Ontario investigators aren’t revealing details of trail of wrongful deaths

The investigation of a serial and potentially catastrophic operating-room error, involving Ontario’s leading pathologist, is being reported as a closed-door proceeding that would otherwise justify the efforts of high-profile family members seeking more information.

Lawyers for three families who have believed for decades that similar accidents and problems have happened elsewhere in the surgical program run by the Dr. David Williams who, until his retirement last year, was the chief forensic pathologist in the province – say they are in the dark.

“We can’t understand how or why a very public agency such as the Ontario College of Physicians and Surgeons has failed to provide any information other than a single statement from its own lawyer,” said Joseph Cotroneo, a lawyer for one of the families.

The college reported last month that it has hired a law firm to conduct a “secondary investigation” in the matter of the errors.

In a 19-page statement from that probe, the college indicated that the professional body had “conducted a full and comprehensive internal investigation” into the mistakes that occurred with Williams in 2009, a year after he retired, resulting in seven patients dying and two others sustaining serious injuries.

Williams died in March from cancer. In retirement, he had refused a previous call for a new probe into the incident, asserting it was not his responsibility and that his communication in 2009 with the surgeon-in-chief at the hospital, including its senior physician at the time, were “incidental.”

But the college said its “internal investigation” found that there were 23 attempts at repairs to the surgical room failed or disappeared, the first of them in 1998, and the fact the room’s “cracking skin” could not be addressed through the “quality assurance process” was an area it investigated.

It is this information, said the college, that prompted the hire of the law firm.
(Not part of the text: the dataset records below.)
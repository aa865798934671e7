//! Raw schema document types, as read from JSON.

use serde::{Deserialize, Serialize};
use serde_json::{Map, Value};

/// Top-level schema document: `{ "tables": { "<name>": { ... } } }`.
///
/// Tables are kept as raw JSON so that one malformed table fails on its own
/// instead of rejecting the whole document.
#[derive(Clone, Debug, Default, Serialize, Deserialize)]
pub struct SchemaDocument {
    #[serde(default)]
    pub tables: Map<String, Value>,
}

#[derive(Clone, Debug, Default, Serialize, Deserialize)]
pub struct RawTable {
    /// Field name -> option string. Anything but an object of strings is malformed.
    #[serde(default)]
    pub fields: Option<Value>,
    #[serde(default)]
    pub api: Option<ApiConfig>,
    #[serde(default)]
    pub sort: Option<i64>,
}

#[derive(Clone, Debug, Default, Serialize, Deserialize)]
#[serde(rename_all = "camelCase")]
pub struct ApiConfig {
    #[serde(default)]
    pub prefix: Option<String>,
    #[serde(default)]
    pub endpoint: Option<String>,
    #[serde(default)]
    pub methods: Option<Vec<String>>,
    #[serde(default)]
    pub middleware: Option<String>,
    /// `true`, `false`, or a nested object of per-relation policies.
    #[serde(default)]
    pub fetchable: Option<Value>,
    #[serde(default)]
    pub fetch_on_store: bool,
    #[serde(default)]
    pub fetch_on_update: bool,
    /// CORS origin(s): `"*"` or a comma-separated list.
    #[serde(default)]
    pub allowed_origin: Option<String>,
    /// CORS methods: `"*"` or a comma-separated list.
    #[serde(default)]
    pub allowed_methods: Option<String>,
}
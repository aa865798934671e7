//! Standard response envelope helpers.

use axum::{http::StatusCode, Json};
use serde::Serialize;

#[derive(Serialize)]
pub struct SuccessOne<T> {
    pub data: T,
    #[serde(skip_serializing_if = "Option::is_none")]
    pub meta: Option<serde_json::Value>,
}

#[derive(Serialize)]
pub struct SuccessMany<T> {
    pub data: Vec<T>,
    pub meta: MetaCount,
}

#[derive(Serialize)]
pub struct MetaCount {
    pub count: u64,
}

/// 201 with the created record.
pub fn success_created<T: Serialize>(data: T) -> (StatusCode, Json<SuccessOne<T>>) {
    (StatusCode::CREATED, Json(SuccessOne { data, meta: None }))
}

pub fn success_one<T: Serialize>(data: T) -> (StatusCode, Json<SuccessOne<T>>) {
    (StatusCode::OK, Json(SuccessOne { data, meta: None }))
}

pub fn success_many<T: Serialize>(data: Vec<T>) -> (StatusCode, Json<SuccessMany<T>>) {
    let count = data.len() as u64;
    (
        StatusCode::OK,
        Json(SuccessMany {
            data,
            meta: MetaCount { count },
        }),
    )
}

#[cfg(test)]
mod tests {
    use super::*;
    use serde_json::json;

    #[test]
    fn envelopes_carry_status_and_count() {
        let (status, Json(body)) = success_created(json!({ "id": 1 }));
        assert_eq!(status, StatusCode::CREATED);
        assert_eq!(serde_json::to_value(&body).unwrap(), json!({ "data": { "id": 1 } }));
        let (status, _) = success_one(json!({ "id": 1 }));
        assert_eq!(status, StatusCode::OK);
        let (status, Json(body)) = success_many(vec![1, 2]);
        assert_eq!(status, StatusCode::OK);
        assert_eq!(body.meta.count, 2);
    }
}
//! Convert serde_json::Value to types that sqlx can bind.

use serde_json::Value;
use sqlx::encode::{Encode, IsNull};
use sqlx::postgres::{PgTypeInfo, Postgres};
use sqlx::Database;

/// A value that can be bound to a PostgreSQL query. Converts from serde_json::Value.
/// Placeholders carry an explicit `$n::type` cast, so text is a safe fallback.
#[derive(Clone, Debug, PartialEq)]
pub enum PgBindValue {
    Null,
    Bool(bool),
    I64(i64),
    F64(f64),
    String(String),
    Json(Value),
}

impl PgBindValue {
    pub fn from_json(v: &Value) -> Self {
        match v {
            Value::Null => PgBindValue::Null,
            Value::Bool(b) => PgBindValue::Bool(*b),
            Value::Number(n) => match (n.as_i64(), n.as_f64()) {
                (Some(i), _) => PgBindValue::I64(i),
                (None, Some(f)) => PgBindValue::F64(f),
                (None, None) => PgBindValue::String(n.to_string()),
            },
            Value::String(s) => PgBindValue::String(s.clone()),
            Value::Array(_) | Value::Object(_) => PgBindValue::Json(v.clone()),
        }
    }
}

impl<'q> Encode<'q, Postgres> for PgBindValue {
    fn encode_by_ref(
        &self,
        buf: &mut <Postgres as Database>::ArgumentBuffer<'q>,
    ) -> Result<IsNull, Box<dyn std::error::Error + Send + Sync>> {
        Ok(match self {
            PgBindValue::Null => <Option<String> as Encode<Postgres>>::encode_by_ref(&None, buf)?,
            PgBindValue::Bool(b) => <bool as Encode<Postgres>>::encode_by_ref(b, buf)?,
            PgBindValue::I64(n) => <i64 as Encode<Postgres>>::encode_by_ref(n, buf)?,
            PgBindValue::F64(n) => <f64 as Encode<Postgres>>::encode_by_ref(n, buf)?,
            PgBindValue::String(s) => {
                let s_ref: &str = s.as_str();
                <&str as Encode<Postgres>>::encode_by_ref(&s_ref, buf)?
            }
            PgBindValue::Json(v) => <serde_json::Value as Encode<Postgres>>::encode_by_ref(v, buf)?,
        })
    }

    fn produces(&self) -> Option<PgTypeInfo> {
        Some(match self {
            PgBindValue::Bool(_) => PgTypeInfo::with_name("BOOL"),
            PgBindValue::I64(_) => PgTypeInfo::with_name("INT8"),
            PgBindValue::F64(_) => PgTypeInfo::with_name("FLOAT8"),
            PgBindValue::Json(_) => PgTypeInfo::with_name("JSONB"),
            PgBindValue::Null | PgBindValue::String(_) => PgTypeInfo::with_name("TEXT"),
        })
    }
}

impl sqlx::Type<Postgres> for PgBindValue {
    fn type_info() -> PgTypeInfo {
        PgTypeInfo::with_name("TEXT")
    }
}

#[cfg(test)]
mod tests {
    use super::*;
    use serde_json::json;

    #[test]
    fn json_to_bind_value() {
        assert_eq!(PgBindValue::from_json(&json!(null)), PgBindValue::Null);
        assert_eq!(PgBindValue::from_json(&json!(3)), PgBindValue::I64(3));
        assert_eq!(PgBindValue::from_json(&json!(1.5)), PgBindValue::F64(1.5));
        assert_eq!(PgBindValue::from_json(&json!("x")), PgBindValue::String("x".into()));
        assert_eq!(PgBindValue::from_json(&json!([1])), PgBindValue::Json(json!([1])));
    }
}
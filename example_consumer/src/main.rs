//! Example consumer: loads a schema document and serves its tables from PostgreSQL.
//!
//! Run from repo root: `cargo run -p example-consumer`
//! Or from this directory: `cargo run`

use entity_engine::{common_routes, entity_routes, load_from_path, AppState, PgStore};
use std::sync::Arc;
use tokio::net::TcpListener;

#[tokio::main]
async fn main() -> Result<(), Box<dyn std::error::Error>> {
    dotenvy::dotenv().ok();
    tracing_subscriber::fmt()
        .with_env_filter(
            tracing_subscriber::EnvFilter::try_from_default_env()
                .unwrap_or_else(|_| tracing_subscriber::EnvFilter::new("entity_engine=info")),
        )
        .init();

    let schema_path = std::env::var("SCHEMA_PATH").unwrap_or_else(|_| "schema.json".into());
    let load = load_from_path(&schema_path).await?;
    for failure in &load.failures {
        tracing::error!(error = %failure, "table skipped");
    }
    let registry = Arc::new(load.registry);

    let database_url =
        std::env::var("DATABASE_URL").unwrap_or_else(|_| "postgres://localhost/entities".into());
    let pool = sqlx::postgres::PgPoolOptions::new()
        .max_connections(5)
        .connect(&database_url)
        .await?;
    let store = PgStore::new(pool, Arc::clone(&registry));
    let state = AppState::new(Arc::new(store), registry);

    let app = common_routes().merge(entity_routes(state));
    let bind_addr = std::env::var("BIND_ADDR").unwrap_or_else(|_| "127.0.0.1:3000".into());
    let listener = TcpListener::bind(&bind_addr).await?;
    tracing::info!("Example consumer listening on http://{}", listener.local_addr()?);
    axum::serve(listener, app).await?;
    Ok(())
}
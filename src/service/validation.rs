//! Candidate values checked against field descriptors before create/update.

use crate::config::{FieldDescriptor, FieldType, SchemaRegistry, TableDescriptor};
use crate::error::AppError;
use crate::store::{Record, Store};
use regex::Regex;
use serde::Serialize;
use serde_json::Value;
use std::sync::OnceLock;

/// One failed check on one field. Serializes flat:
/// `{ "name": "title", "value": "ab", "type": "error-minimum-value", "min": 3 }`.
#[derive(Clone, Debug, PartialEq, Serialize)]
pub struct Violation {
    pub name: String,
    pub value: Value,
    #[serde(flatten)]
    pub kind: ViolationKind,
}

#[derive(Clone, Debug, PartialEq, Serialize)]
#[serde(tag = "type")]
pub enum ViolationKind {
    #[serde(rename = "error-not-unique")]
    NotUnique,
    #[serde(rename = "error-minimum-value")]
    Minimum { min: i64 },
    #[serde(rename = "error-maximum-value")]
    Maximum { max: i64 },
    #[serde(rename = "error-required")]
    Required,
    #[serde(rename = "error-invalid-uuid")]
    InvalidUuid,
    #[serde(rename = "error-invalid-type")]
    InvalidType { expected: String, found: String },
    #[serde(rename = "error-invalid-foreign-id")]
    InvalidForeignId,
}

impl ViolationKind {
    pub fn tag(&self) -> &'static str {
        match self {
            ViolationKind::NotUnique => "error-not-unique",
            ViolationKind::Minimum { .. } => "error-minimum-value",
            ViolationKind::Maximum { .. } => "error-maximum-value",
            ViolationKind::Required => "error-required",
            ViolationKind::InvalidUuid => "error-invalid-uuid",
            ViolationKind::InvalidType { .. } => "error-invalid-type",
            ViolationKind::InvalidForeignId => "error-invalid-foreign-id",
        }
    }
}

pub struct ValueValidator<'a> {
    store: &'a dyn Store,
    registry: &'a SchemaRegistry,
}

impl<'a> ValueValidator<'a> {
    pub fn new(store: &'a dyn Store, registry: &'a SchemaRegistry) -> Self {
        ValueValidator { store, registry }
    }

    /// Check every fillable field of `table`. All violations are returned
    /// together; only store failures abort the pass.
    pub async fn validate(
        &self,
        table: &TableDescriptor,
        values: &Record,
        is_update: bool,
    ) -> Result<Vec<Violation>, AppError> {
        let mut violations = Vec::new();
        for field in table.fillable_fields() {
            let value = values.get(&field.name).cloned().unwrap_or(Value::Null);
            for kind in self.check_field(table, field, &value, is_update).await? {
                violations.push(Violation {
                    name: field.name.clone(),
                    value: value.clone(),
                    kind,
                });
            }
        }
        if !violations.is_empty() {
            tracing::debug!(table = %table.name, count = violations.len(), "validation failed");
        }
        Ok(violations)
    }

    async fn check_field(
        &self,
        table: &TableDescriptor,
        field: &FieldDescriptor,
        value: &Value,
        is_update: bool,
    ) -> Result<Vec<ViolationKind>, AppError> {
        let mut found = Vec::new();

        if !is_update
            && (field.is_unique() || field.is_primary())
            && !value.is_null()
            && field.field_type.can_hold(value)
        {
            let existing = self
                .store
                .find_by_predicate(&table.name, &field.name, value)
                .await?;
            if existing.is_some() {
                found.push(ViolationKind::NotUnique);
            }
        }

        if let Some(min) = field.min() {
            if !at_least(value, min) {
                found.push(ViolationKind::Minimum { min });
            }
        }

        if let Some(max) = field.max() {
            if !value.is_null() && !at_most(value, max) {
                found.push(ViolationKind::Maximum { max });
            }
        }

        let implicit = field.is_primary() && !field.is_generated_key() && !is_update;
        if (field.is_required() || implicit) && !is_present(value) {
            found.push(ViolationKind::Required);
        }

        if field.field_type == FieldType::Uuid && !field.is_primary() {
            let skip = value.is_null() && field.is_nullable();
            if !skip && !is_valid_uuid(value) {
                found.push(ViolationKind::InvalidUuid);
            }
        }

        if let Some(expected) = &field.expected {
            if !value.is_null() && !expected.matches(value) {
                found.push(ViolationKind::InvalidType {
                    expected: expected.name().to_string(),
                    found: kind_name(value).to_string(),
                });
            }
        }

        if let Some(foreign) = &field.foreign {
            if value.is_null() {
                if !field.is_nullable() {
                    found.push(ViolationKind::InvalidForeignId);
                }
            } else {
                let target = self.registry.require(&foreign.table)?;
                let key = foreign.field.as_deref().unwrap_or(target.primary_key());
                let castable = target.field(key).map_or(true, |f| f.field_type.can_hold(value));
                let exists = castable
                    && self
                        .store
                        .find_by_predicate(&target.name, key, value)
                        .await?
                        .is_some();
                if !exists {
                    found.push(ViolationKind::InvalidForeignId);
                }
            }
        }

        Ok(found)
    }
}

/// Size of a value for min/max: characters, magnitude, or element count.
fn measure(value: &Value) -> Option<f64> {
    match value {
        Value::String(s) => Some(s.chars().count() as f64),
        Value::Number(n) => n.as_f64(),
        Value::Array(a) => Some(a.len() as f64),
        Value::Object(o) => Some(o.len() as f64),
        _ => None,
    }
}

fn at_least(value: &Value, min: i64) -> bool {
    measure(value).is_some_and(|m| m >= min as f64)
}

fn at_most(value: &Value, max: i64) -> bool {
    measure(value).is_some_and(|m| m <= max as f64)
}

/// Truthy-only presence: `0`, `false`, `""` and empty collections are absent.
/// Negative numbers count as present.
fn is_present(value: &Value) -> bool {
    match value {
        Value::Null => false,
        Value::Bool(b) => *b,
        Value::String(s) => !s.is_empty(),
        Value::Number(n) => n.as_f64().is_some_and(|f| f != 0.0),
        Value::Array(a) => !a.is_empty(),
        Value::Object(o) => !o.is_empty(),
    }
}

/// 8-4-4-4-12 hex with the variant nibble in 8/9/A/B; any version nibble.
fn uuid_pattern() -> Option<&'static Regex> {
    static PATTERN: OnceLock<Option<Regex>> = OnceLock::new();
    PATTERN
        .get_or_init(|| {
            Regex::new(r"(?i)^[0-9A-F]{8}-[0-9A-F]{4}-[0-9A-F]{4}-[89AB][0-9A-F]{3}-[0-9A-F]{12}$").ok()
        })
        .as_ref()
}

fn is_valid_uuid(value: &Value) -> bool {
    let Some(s) = value.as_str() else {
        return false;
    };
    uuid_pattern().is_some_and(|re| re.is_match(s))
}

fn kind_name(value: &Value) -> &'static str {
    match value {
        Value::Null => "null",
        Value::Bool(_) => "boolean",
        Value::Number(n) if n.is_f64() => "float",
        Value::Number(_) => "integer",
        Value::String(_) => "string",
        Value::Array(_) => "array",
        Value::Object(_) => "object",
    }
}
//! Shared application state for all routes.

use crate::config::SchemaRegistry;
use crate::store::Store;
use std::sync::Arc;

#[derive(Clone)]
pub struct AppState {
    pub store: Arc<dyn Store>,
    /// Built once at startup; read-only afterwards.
    pub registry: Arc<SchemaRegistry>,
}

impl AppState {
    pub fn new(store: Arc<dyn Store>, registry: Arc<SchemaRegistry>) -> Self {
        AppState { store, registry }
    }
}
//! PostgreSQL store: queries from `crate::sql`, rows decoded into JSON records.

use super::{LinkJoin, Record, Store};
use crate::config::SchemaRegistry;
use crate::error::StoreError;
use crate::sql::{self, ColumnCast, PgBindValue, QueryBuf};
use async_trait::async_trait;
use serde_json::Value;
use sqlx::postgres::PgRow;
use sqlx::PgPool;
use std::sync::Arc;

/// Store backed by a pool. Tables live in `schema` (default `public`);
/// column types come from the registry so bound values are cast to match.
#[derive(Clone)]
pub struct PgStore {
    pool: PgPool,
    registry: Arc<SchemaRegistry>,
    schema: String,
}

impl PgStore {
    pub fn new(pool: PgPool, registry: Arc<SchemaRegistry>) -> Self {
        PgStore {
            pool,
            registry,
            schema: "public".into(),
        }
    }

    pub fn with_schema(mut self, schema: impl Into<String>) -> Self {
        self.schema = schema.into();
        self
    }

    pub fn pool(&self) -> &PgPool {
        &self.pool
    }

    fn casts(&self) -> impl ColumnCast + '_ {
        |table: &str, column: &str| self.registry.column_cast(table, column)
    }

    async fn query_optional(&self, q: &QueryBuf) -> Result<Option<Record>, StoreError> {
        tracing::debug!(sql = %q.sql, params = ?q.params, "query");
        let mut query = sqlx::query(&q.sql);
        for p in &q.params {
            query = query.bind(PgBindValue::from_json(p));
        }
        let row = query.fetch_optional(&self.pool).await?;
        Ok(row.map(|r| row_to_json(&r)))
    }

    async fn query_many(&self, q: &QueryBuf) -> Result<Vec<Record>, StoreError> {
        tracing::debug!(sql = %q.sql, params = ?q.params, "query");
        let mut query = sqlx::query(&q.sql);
        for p in &q.params {
            query = query.bind(PgBindValue::from_json(p));
        }
        let rows = query.fetch_all(&self.pool).await?;
        Ok(rows.iter().map(row_to_json).collect())
    }

    async fn execute(&self, q: &QueryBuf) -> Result<u64, StoreError> {
        tracing::debug!(sql = %q.sql, params = ?q.params, "execute");
        let mut query = sqlx::query(&q.sql);
        for p in &q.params {
            query = query.bind(PgBindValue::from_json(p));
        }
        Ok(query.execute(&self.pool).await?.rows_affected())
    }
}

#[async_trait]
impl Store for PgStore {
    async fn find_by_predicate(&self, table: &str, field: &str, value: &Value) -> Result<Option<Record>, StoreError> {
        let mut q = sql::select_by_field(&self.schema, table, field, value, &self.casts());
        q.sql.push_str(" LIMIT 1");
        match self.query_optional(&q).await {
            Err(StoreError::Db(e)) if is_rejected_cast(&e) => {
                tracing::debug!(table = %table, field = %field, error = %e, "predicate value does not fit column");
                Ok(None)
            }
            other => other,
        }
    }

    async fn find_all_by_predicate(&self, table: &str, field: &str, value: &Value) -> Result<Vec<Record>, StoreError> {
        let q = sql::select_by_field(&self.schema, table, field, value, &self.casts());
        match self.query_many(&q).await {
            Err(StoreError::Db(e)) if is_rejected_cast(&e) => Ok(Vec::new()),
            other => other,
        }
    }

    async fn find_all(&self, table: &str) -> Result<Vec<Record>, StoreError> {
        let order_by = self
            .registry
            .get(table)
            .map(|t| t.primary_key().to_string())
            .ok_or_else(|| StoreError::Failure(format!("unknown table '{}'", table)))?;
        let q = sql::select_all(&self.schema, table, &order_by);
        self.query_many(&q).await
    }

    async fn insert(&self, table: &str, values: &Record) -> Result<Record, StoreError> {
        let q = sql::insert(&self.schema, table, values, &self.casts());
        self.query_optional(&q)
            .await?
            .ok_or_else(|| StoreError::Db(sqlx::Error::RowNotFound))
    }

    async fn update_by_predicate(&self, table: &str, field: &str, value: &Value, values: &Record) -> Result<u64, StoreError> {
        let query = sql::update_by_field(&self.schema, table, field, value, values, &self.casts());
        match query {
            Some(q) => self.execute(&q).await,
            None => Ok(0),
        }
    }

    async fn delete_by_predicate(&self, table: &str, field: &str, value: &Value) -> Result<u64, StoreError> {
        let q = sql::delete_by_field(&self.schema, table, field, value, &self.casts());
        self.execute(&q).await
    }

    async fn join_select(&self, join: &LinkJoin<'_>, source_value: &Value) -> Result<Vec<Record>, StoreError> {
        let q = sql::join_select(&self.schema, join, source_value, &self.casts());
        self.query_many(&q).await
    }
}

/// SQLSTATEs raised when a bound predicate cannot be cast to the column type:
/// invalid text representation, numeric out of range, datetime format and
/// field overflow, and cannot coerce.
const REJECTED_CAST_CODES: [&str; 5] = ["22P02", "22003", "22007", "22008", "42846"];

/// A lookup whose value Postgres refuses to cast matches no row.
fn is_rejected_cast(err: &sqlx::Error) -> bool {
    rejected_cast_code(err.as_database_error().and_then(|db| db.code()).as_deref())
}

fn rejected_cast_code(code: Option<&str>) -> bool {
    code.is_some_and(|c| REJECTED_CAST_CODES.contains(&c))
}

fn row_to_json(row: &PgRow) -> Record {
    use sqlx::Column;
    use sqlx::Row;
    let mut map = Record::new();
    for col in row.columns() {
        let name = col.name();
        map.insert(name.to_string(), cell_to_value(row, name));
    }
    map
}

/// Decode one cell by trying the column types the schema can produce.
fn cell_to_value(row: &PgRow, name: &str) -> Value {
    use sqlx::Row;
    if let Ok(Some(n)) = row.try_get::<Option<i16>, _>(name) {
        return Value::from(n);
    }
    if let Ok(Some(n)) = row.try_get::<Option<i32>, _>(name) {
        return Value::from(n);
    }
    if let Ok(Some(n)) = row.try_get::<Option<i64>, _>(name) {
        return Value::from(n);
    }
    if let Ok(Some(n)) = row.try_get::<Option<f32>, _>(name) {
        if let Some(n) = serde_json::Number::from_f64(n as f64) {
            return Value::Number(n);
        }
    }
    if let Ok(Some(n)) = row.try_get::<Option<f64>, _>(name) {
        if let Some(n) = serde_json::Number::from_f64(n) {
            return Value::Number(n);
        }
    }
    if let Ok(Some(b)) = row.try_get::<Option<bool>, _>(name) {
        return Value::Bool(b);
    }
    if let Ok(Some(u)) = row.try_get::<Option<uuid::Uuid>, _>(name) {
        return Value::String(u.to_string());
    }
    if let Ok(Some(d)) = row.try_get::<Option<chrono::DateTime<chrono::Utc>>, _>(name) {
        return Value::String(d.to_rfc3339());
    }
    if let Ok(Some(d)) = row.try_get::<Option<chrono::NaiveDateTime>, _>(name) {
        return Value::String(d.format("%Y-%m-%d %H:%M:%S").to_string());
    }
    if let Ok(Some(d)) = row.try_get::<Option<chrono::NaiveDate>, _>(name) {
        return Value::String(d.format("%Y-%m-%d").to_string());
    }
    if let Ok(Some(s)) = row.try_get::<Option<String>, _>(name) {
        return Value::String(s);
    }
    if let Ok(Some(j)) = row.try_get::<Option<Value>, _>(name) {
        return j;
    }
    Value::Null
}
The lawyers for the families have questioned that hiring and said they are sceptical of an investigation whose key witness had told a corrections hearing about the 2008 incident that occurred while a surgical team was trying to remove a cyst on a senior patient, but had not been heard from for more than four years. The panel on the hearing, including fellow pathologists and a board member, was holding a recess during a parade of friends and relatives who had believed that “these experts could make sense out of a 16-year-old, gut-wrenching chain of events,” Cotroneo said.

The lawyer is not only representing the families in the University Health Network’s third major investigation of a Williams medical error and care in a surgical room, but also Andrew Gruschenko, a prominent Toronto resident, who has filed a complaint with the college after a surgeon tried to remove a woman’s gallbladder with a closed, infected gall bladder after injecting a generic drug into it. A key hospital investigator is a former Ontario government medical education adviser, who has written that the college’s reporting of the incident shows the profession is facing a “culture clash” over transparency.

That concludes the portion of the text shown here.